IAHS2022-70
https://doi.org/10.5194/iahs2022-70
IAHS-AISH Scientific Assembly 2022
© Author(s) 2022. This work is distributed under
the Creative Commons Attribution 4.0 License.

Risky rivers: physioclimatic controls of basins' penchant for extreme floods

Stefano Basso, Ralf Merz, and Arianna Miniussi
Stefano Basso et al.
  • Department of Catchment Hydrology, Helmholtz Centre for Environmental Research - UFZ, Halle (Saale), Germany (stefano.basso@ufz.de)

Reliable appraisal of the occurrence of extreme flood events, their magnitude and probability are crucial for a multitude of societal and economic activities. Extreme floods are however elusive by nature and difficult to estimate through current methods, which heavily rely on limited flood records unable to characterize processes that might be more variable than suggested by available observations.

In this work, we first capitalized on advances in the mechanistic-stochastic descriptions of precipitation, soil moisture and runoff dynamics in river basins to derive a new tool: the Physically-based Extreme Value (PHEV) distribution of river flows. PHEV provides a theoretical underpinning to the study of manifold flood-related issues, such as the emergence of heavy tails in streamflow and flood distributions, flood rich and poor periods, and the watershed features leading to the occurrence of extreme flood events.

We then utilized PHEV to aid investigation of the latter phenomenon in a large set of catchments in the USA and Germany. We positively verified its capability to identify rivers which exhibit a sharp increase of the magnitude of the rarer floods, and the flood value for which this marked increment of magnitude occurs, which we label flood divide. We then leveraged the mechanistic nature of PHEV and a dimensional analysis tool to identify key hydroclimatic and geomorphologic determinants of the occurrence of a flood divide. The hydrograph recession exponent, which embodies the branching pattern of the stream network, and the river flow regime characterized by its streamflow variability play a pivotal role in this regard, as confirmed by observations from the large dataset analyzed in this study.

Finally, we applied binary logistic regression using hydrograph recession exponent and streamflow variability as explanatory variables to predict in what basins the occurrence of flood divides and extreme floods shall be expected. Analyses for independent realizations of subsets of data indicate high prediction accuracy.
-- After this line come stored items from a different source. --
//! Headless full-throttle run of one vehicle profile on the arcade rig.
//! Prints a JSON summary (0-100 time, top speed, shifts, spoiler timing).

use std::{env, fs, path::PathBuf, process, sync::Arc};

use nalgebra::Point3;
use serde::Serialize;
use tracing_subscriber::EnvFilter;

use soulvan_sim::error::{SimError, SimResult};
use soulvan_sim::vehicle::aero::SpoilerChange;
use soulvan_sim::vehicle::arcade::ArcadeRig;
use soulvan_sim::vehicle::{ControlInput, VehicleProfile, VehicleSimulator};

const DT: f32 = 1.0 / 120.0;

#[derive(Debug)]
struct Cli {
    profile: Arc<VehicleProfile>,
    seconds: f32,
    nitro: bool,
    json_out: Option<PathBuf>,
}

#[derive(Debug, Serialize)]
struct DynoReport {
    profile: String,
    seconds: f32,
    nitro: bool,
    zero_to_100_s: Option<f32>,
    top_speed_kmh: f32,
    upshifts: usize,
    downshifts: usize,
    final_gear: usize,
    spoiler_deployed_at_s: Option<f32>,
    final_engine_heat: f32,
    final_damage: f32,
    final_tire_wear: f32,
}

impl Cli {
    fn parse() -> SimResult<Self> {
        let mut args = env::args().skip(1);
        let mut profile = Arc::new(VehicleProfile::street_racer());
        let mut seconds = 30.0;
        let mut nitro = false;
        let mut json_out = None;

        while let Some(arg) = args.next() {
            match arg.as_str() {
                "--preset" => {
                    let value = next_value(&mut args, "--preset")?;
                    profile = Arc::new(match value.as_str() {
                        "street_racer" => VehicleProfile::street_racer(),
                        "heist_van" => VehicleProfile::heist_van(),
                        "interceptor" => VehicleProfile::interceptor(),
                        other => return Err(SimError::InvalidArgument(format!("unknown preset: {other}"))),
                    });
                }
                "--profile" => {
                    let value = next_value(&mut args, "--profile")?;
                    profile = Arc::new(VehicleProfile::from_json_file(value)?);
                }
                "--seconds" => {
                    let value = next_value(&mut args, "--seconds")?;
                    seconds = value
                        .parse::<f32>()
                        .ok()
                        .filter(|s| s.is_finite() && *s > 0.0)
                        .ok_or_else(|| SimError::InvalidArgument(format!("invalid --seconds value: {value}")))?;
                }
                "--nitro" => nitro = true,
                "--json-out" => json_out = Some(PathBuf::from(next_value(&mut args, "--json-out")?)),
                "-h" | "--help" => {
                    println!(
                        "Usage: soulvan-dyno [--preset street_racer|heist_van|interceptor] [--profile <file.json>] [--seconds <s>] [--nitro] [--json-out <file.json>]"
                    );
                    process::exit(0);
                }
                other => {
                    return Err(SimError::InvalidArgument(format!("unknown argument: {other}. Use --help for usage.")));
                }
            }
        }

        Ok(Self { profile, seconds, nitro, json_out })
    }
}

fn next_value(args: &mut impl Iterator<Item = String>, flag: &str) -> SimResult<String> {
    args.next()
        .ok_or_else(|| SimError::InvalidArgument(format!("{flag} requires a value")))
}

fn run(cli: &Cli) -> DynoReport {
    let mut sim = VehicleSimulator::new(Arc::clone(&cli.profile));
    let mut rig = ArcadeRig::new(&sim, Point3::origin(), 0.0);
    sim.apply_input(ControlInput::new(1.0, 0.0, 0.0, cli.nitro));

    let mut report = DynoReport {
        profile: cli.profile.name.clone(),
        seconds: cli.seconds,
        nitro: cli.nitro,
        zero_to_100_s: None,
        top_speed_kmh: 0.0,
        upshifts: 0,
        downshifts: 0,
        final_gear: 0,
        spoiler_deployed_at_s: None,
        final_engine_heat: 0.0,
        final_damage: 0.0,
        final_tire_wear: 1.0,
    };

    let ticks = (cli.seconds / DT).ceil() as usize;
    for i in 1..=ticks {
        let tick = rig.step(&mut sim, DT);
        let t = i as f32 * DT;

        if let Some(shift) = tick.shift {
            if shift.is_upshift() {
                report.upshifts += 1;
            } else {
                report.downshifts += 1;
            }
        }
        if tick.spoiler == Some(SpoilerChange::Deployed) && report.spoiler_deployed_at_s.is_none() {
            report.spoiler_deployed_at_s = Some(t);
        }
        if report.zero_to_100_s.is_none() && sim.speed() >= 100.0 {
            report.zero_to_100_s = Some(t);
        }
        report.top_speed_kmh = report.top_speed_kmh.max(sim.speed());
    }

    report.final_gear = sim.gear();
    report.final_engine_heat = sim.engine_heat();
    report.final_damage = sim.structural_damage();
    report.final_tire_wear = sim.average_tire_wear();
    report
}

fn main() {
    tracing_subscriber::fmt()
        .with_env_filter(EnvFilter::try_from_default_env().unwrap_or_else(|_| EnvFilter::new("warn")))
        .init();

    if let Err(e) = try_main() {
        eprintln!("error: {e}");
        process::exit(2);
    }
}

fn try_main() -> SimResult<()> {
    let cli = Cli::parse()?;
    tracing::info!(profile = %cli.profile.name, seconds = cli.seconds, "dyno run");

    let report = run(&cli);
    let json = serde_json::to_string_pretty(&report)?;
    println!("{json}");

    if let Some(path) = &cli.json_out {
        fs::write(path, json)?;
    }
    Ok(())
}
This remarkable result emphasizes the feasibility of inferring river basins which are prone to generating extreme floods by means of two simple hydrologically-meaningful and readily available indices, thus raising awareness of the intrinsic peril of floods in these cases.

How to cite: Basso, S., Merz, R., and Miniussi, A.: Risky rivers: physioclimatic controls of basins' penchant for extreme floods, IAHS-AISH Scientific Assembly 2022, Montpellier, France, 29 May–3 Jun 2022, IAHS2022-70, https://doi.org/10.5194/iahs2022-70, 2022.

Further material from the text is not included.